Singapore is an economic powerhouse in Asia. It is also a key ally of the United States.
This will be Mr. Bush's second visit to this island-state. In addition to his talks with Singapore's leaders, he will also deliver a speech that aides say will set the tone for the entire trip.
They say he will speak about the ways Asian countries and the United States can work together to meet mutual challenges such as poverty, disease, terrorism and energy security.
His visit here, with its focus on business and trade, is a prelude to this weekend's Asian Pacific Economic Cooperation summit in Hanoi.
Traditionally, these summits have focused matters like trade and development. But terrorism and North Korea's nuclear program are also expected to figure high on the agenda.
Mr. Bush is likely to continue those discussions in a series of bilateral meetings with other summit participants.
They will include conversations with all four of the countries involved with the United States in the so-called six-party talks with North Korea.

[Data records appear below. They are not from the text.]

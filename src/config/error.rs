//! Configuration error types

use thiserror::Error;

/// Errors that can occur during configuration loading
#[derive(Debug, Error)]
pub enum ConfigError {
    #[error("Configuration loading failed: {0}")]
    LoadError(#[from] config::ConfigError),

    #[error("Validation failed: {0}")]
    ValidationFailed(#[from] ValidationError),
}

/// Errors that can occur during configuration validation
#[derive(Debug, Error, PartialEq)]
pub enum ValidationError {
    #[error("Required configuration missing: {0}")]
    MissingRequired(&'static str),

    #[error("Unknown timezone: {0}")]
    InvalidTimezone(String),

    #[error("Fuzzy score must be between 0 and 100, got {0}")]
    InvalidFuzzyScore(u8),

    #[error("Maximum auto-apply matches must be at least 1")]
    InvalidMatchCap,

    #[error("Invalid {0} timeout")]
    InvalidTimeout(&'static str),

    #[error("Invalid {0} URL: {1}")]
    InvalidUrl(&'static str, String),
}
//! Identifiers shared across the domain.

use serde::{Deserialize, Serialize};
use std::fmt;
use std::str::FromStr;

use super::ValidationError;

/// Chat (conversation channel) identifier assigned by the chat transport.
#[derive(Debug, Clone, Copy, PartialEq, Eq, Hash, PartialOrd, Ord, Serialize, Deserialize)]
#[serde(transparent)]
pub struct ChatId(i64);

impl ChatId {
    pub fn new(id: i64) -> Self {
        Self(id)
    }

    pub fn value(&self) -> i64 {
        self.0
    }
}

impl fmt::Display for ChatId {
    fn fmt(&self, f: &mut fmt::Formatter<'_>) -> fmt::Result {
        write!(f, "{}", self.0)
    }
}

/// Sender identifier assigned by the chat transport.
#[derive(Debug, Clone, Copy, PartialEq, Eq, Hash, PartialOrd, Ord, Serialize, Deserialize)]
#[serde(transparent)]
pub struct UserId(i64);

impl UserId {
    pub fn new(id: i64) -> Self {
        Self(id)
    }

    pub fn value(&self) -> i64 {
        self.0
    }
}

impl fmt::Display for UserId {
    fn fmt(&self, f: &mut fmt::Formatter<'_>) -> fmt::Result {
        write!(f, "{}", self.0)
    }
}

/// Conversation state is kept per (chat, user) pair.
#[derive(Debug, Clone, Copy, PartialEq, Eq, Hash, PartialOrd, Ord)]
pub struct SessionKey {
    pub chat_id: ChatId,
    pub user_id: UserId,
}

impl SessionKey {
    pub fn new(chat_id: ChatId, user_id: UserId) -> Self {
        Self { chat_id, user_id }
    }
}

impl fmt::Display for SessionKey {
    fn fmt(&self, f: &mut fmt::Formatter<'_>) -> fmt::Result {
        write!(f, "{}:{}", self.chat_id, self.user_id)
    }
}

/// Opaque identifier of a task held by the remote store.
#[derive(Debug, Clone, PartialEq, Eq, Hash, PartialOrd, Ord, Serialize, Deserialize)]
#[serde(transparent)]
pub struct TaskId(String);

impl TaskId {
    /// Creates a new TaskId, returning error if empty.
    pub fn new(id: impl Into<String>) -> Result<Self, ValidationError> {
        let id = id.into();
        if id.trim().is_empty() {
            return Err(ValidationError::empty_field("task_id"));
        }
        Ok(Self(id))
    }

    /// Returns the inner string slice.
    pub fn as_str(&self) -> &str {
        &self.0
    }
}

impl fmt::Display for TaskId {
    fn fmt(&self, f: &mut fmt::Formatter<'_>) -> fmt::Result {
        write!(f, "{}", self.0)
    }
}

impl FromStr for TaskId {
    type Err = ValidationError;

    fn from_str(s: &str) -> Result<Self, Self::Err> {
        Self::new(s)
    }
}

Among them is Russian President Vladimir Putin. He was on hand to greet Mr. Bush when Air Force One made a refueling stop Wednesday at a Moscow airport.
It is highly unusual for the presidential jet to refuel in Russia while traveling to East Asia.
And White House officials insist this was nothing more than a social visit between the two leaders.
But the brief stop in Moscow gave them an opportunity to go through the summit agenda and talk about areas of mutual concern before arriving in Hanoi.
Among the topics are Iran, the situation in the Middle East and Russia's bid to join the World Trade Organization.